Reversal of functional defects in highly differentiated young and old CD8 T cells by PDL blockade

Summary Highly differentiated CD8 +  CD28 −  CD27 − T cells have short telomeres, defective telomerase activity and reduced capacity for proliferation. In addition, these cells express increased levels of inhibitory receptors and display defective Akt(ser 473 ) phosphorylation following activation. It is not known whether signalling via programmed death 1 (PD‐1) contributes to any of the attenuated differentiation‐related functional changes in CD8 + T cells.
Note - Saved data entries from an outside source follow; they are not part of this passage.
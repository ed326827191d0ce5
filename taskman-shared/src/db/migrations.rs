/// Schema migrations
///
/// The SQL files under `taskman-shared/migrations/` are embedded at compile
/// time and applied in version order. The web server runs them on startup;
/// integration tests run them against their own database.

use sqlx::{migrate::MigrateDatabase, postgres::PgPool, Postgres};
use tracing::{debug, info, warn};

/// Applied migrations as recorded in `_sqlx_migrations`
#[derive(Debug, Clone, PartialEq, Eq)]
pub struct MigrationStatus {
    pub applied_migrations: usize,
    pub latest_version: Option<i64>,
}

pub async fn run_migrations(pool: &PgPool) -> Result<(), sqlx::migrate::MigrateError> {
    info!("Running database migrations");

    sqlx::migrate!("./migrations").run(pool).await.map_err(|e| {
        warn!(error = %e, "Migration failed");
        e
    })?;

    info!("Database schema is up to date");
    Ok(())
}

pub async fn get_migration_status(pool: &PgPool) -> Result<MigrationStatus, sqlx::Error> {
    let table_exists: bool = sqlx::query_scalar(
        "SELECT EXISTS (
            SELECT FROM information_schema.tables
            WHERE table_schema = 'public' AND table_name = '_sqlx_migrations'
        )",
    )
    .fetch_one(pool)
    .await?;

    if !table_exists {
        debug!("Migrations table does not exist yet");
        return Ok(MigrationStatus {
            applied_migrations: 0,
            latest_version: None,
        });
    }

    let (count, latest_version): (i64, Option<i64>) = sqlx::query_as(
        "SELECT COUNT(*), MAX(version) FROM _sqlx_migrations WHERE success = true",
    )
    .fetch_one(pool)
    .await?;

    Ok(MigrationStatus {
        applied_migrations: count as usize,
        latest_version,
    })
}

/// Creates the database named in `database_url` when it is missing
pub async fn ensure_database_exists(database_url: &str) -> Result<(), sqlx::Error> {
    if !Postgres::database_exists(database_url).await? {
        info!("Creating database");
        Postgres::create_database(database_url).await?;
    }
    Ok(())
}
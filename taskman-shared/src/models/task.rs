/// Task model
///
/// A task belongs to one status and one creator, may have an executor, and
/// carries a set of labels through `tasks_labels`.
///
/// # Schema
///
/// ```sql
/// CREATE TABLE tasks (
///     id BIGSERIAL PRIMARY KEY,
///     name VARCHAR(255) NOT NULL,
///     description TEXT,
///     status_id BIGINT NOT NULL REFERENCES statuses(id) ON DELETE RESTRICT,
///     creator_id BIGINT NOT NULL REFERENCES users(id) ON DELETE RESTRICT,
///     executor_id BIGINT REFERENCES users(id) ON DELETE RESTRICT,
///     created_at TIMESTAMPTZ NOT NULL DEFAULT NOW(),
///     updated_at TIMESTAMPTZ NOT NULL DEFAULT NOW()
/// );
///
/// CREATE TABLE tasks_labels (
///     task_id BIGINT NOT NULL REFERENCES tasks(id) ON DELETE RESTRICT,
///     label_id BIGINT NOT NULL REFERENCES labels(id) ON DELETE RESTRICT,
///     PRIMARY KEY (task_id, label_id)
/// );
/// ```

use std::collections::BTreeSet;

use chrono::{DateTime, Utc};
use serde::{Deserialize, Serialize};
use validator::Validate;

use super::{Entity, EntityKind, Label, UserSummary};

/// A task row
#[derive(Debug, Clone, PartialEq, Eq, Serialize, Deserialize, sqlx::FromRow)]
pub struct Task {
    pub id: i64,
    pub name: String,
    pub description: Option<String>,
    pub status_id: i64,

    /// Fixed at creation; only this user may delete the task
    pub creator_id: i64,

    pub executor_id: Option<i64>,
    pub created_at: DateTime<Utc>,
    pub updated_at: DateTime<Utc>,
}

impl Task {
    pub fn is_created_by(&self, user_id: i64) -> bool {
        self.creator_id == user_id
    }
}

impl Entity for Task {
    type New = NewTask;
    type Patch = TaskPatch;

    const KIND: EntityKind = EntityKind::Task;

    fn id(&self) -> i64 {
        self.id
    }
}

/// A task with every relation resolved, as listed and shown to users
#[derive(Debug, Clone, PartialEq, Eq, Serialize)]
pub struct TaskDetails {
    #[serde(flatten)]
    pub task: Task,
    pub status_name: String,
    pub creator: UserSummary,
    pub executor: Option<UserSummary>,

    /// Ordered by label id
    pub labels: Vec<Label>,
}

impl TaskDetails {
    pub fn id(&self) -> i64 {
        self.task.id
    }

    pub fn label_ids(&self) -> BTreeSet<i64> {
        self.labels.iter().map(|label| label.id).collect()
    }
}

/// Insert payload for a task
///
/// `label_ids` may name labels that do not exist; those are dropped when the
/// task is stored.
#[derive(Debug, Clone, Validate)]
pub struct NewTask {
    #[validate(length(min = 1, message = "Name is required"))]
    pub name: String,

    pub description: Option<String>,

    #[validate(range(min = 1, message = "Status is required"))]
    pub status_id: i64,

    pub creator_id: i64,

    pub executor_id: Option<i64>,

    pub label_ids: BTreeSet<i64>,
}

/// Partial update for a task
///
/// The creator is deliberately absent. `label_ids: Some(set)` replaces the
/// whole association set; `None` leaves it alone.
#[derive(Debug, Clone, Default, Validate)]
pub struct TaskPatch {
    #[validate(length(min = 1, message = "Name is required"))]
    pub name: Option<String>,

    pub description: Option<Option<String>>,

    #[validate(range(min = 1, message = "Status is required"))]
    pub status_id: Option<i64>,

    pub executor_id: Option<Option<i64>>,

    pub label_ids: Option<BTreeSet<i64>>,
}

impl TaskPatch {
    /// Applies the scalar fields of this patch to `task`
    pub fn apply_to(&self, task: &mut Task) {
        if let Some(name) = &self.name {
            task.name = name.clone();
        }
        if let Some(description) = &self.description {
            task.description = description.clone();
        }
        if let Some(status_id) = self.status_id {
            task.status_id = status_id;
        }
        if let Some(executor_id) = self.executor_id {
            task.executor_id = executor_id;
        }
    }
}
To address this we blocked PD‐1 signalling during T‐cell receptor (TCR) activation using antibodies against PD‐1 ligand 1 (PDL1) and PDL2. This resulted in a significant enhancement of Akt(ser 473 ) phosphorylation and TCR‐induced proliferative activity of highly differentiated CD8 +  CD28 −  CD27 − T cells. In contrast, the reduced telomerase activity in these cells was not altered by blockade of PDL1/2. We also demonstrate that PD‐1 signalling can inhibit the proliferative response in primary human CD8 + T cells from both young and older humans. These data collectively highlight that some, but not all, functional changes that arise during progressive T‐cell differentiation and during ageing are maintained actively by inhibitory receptor signalling.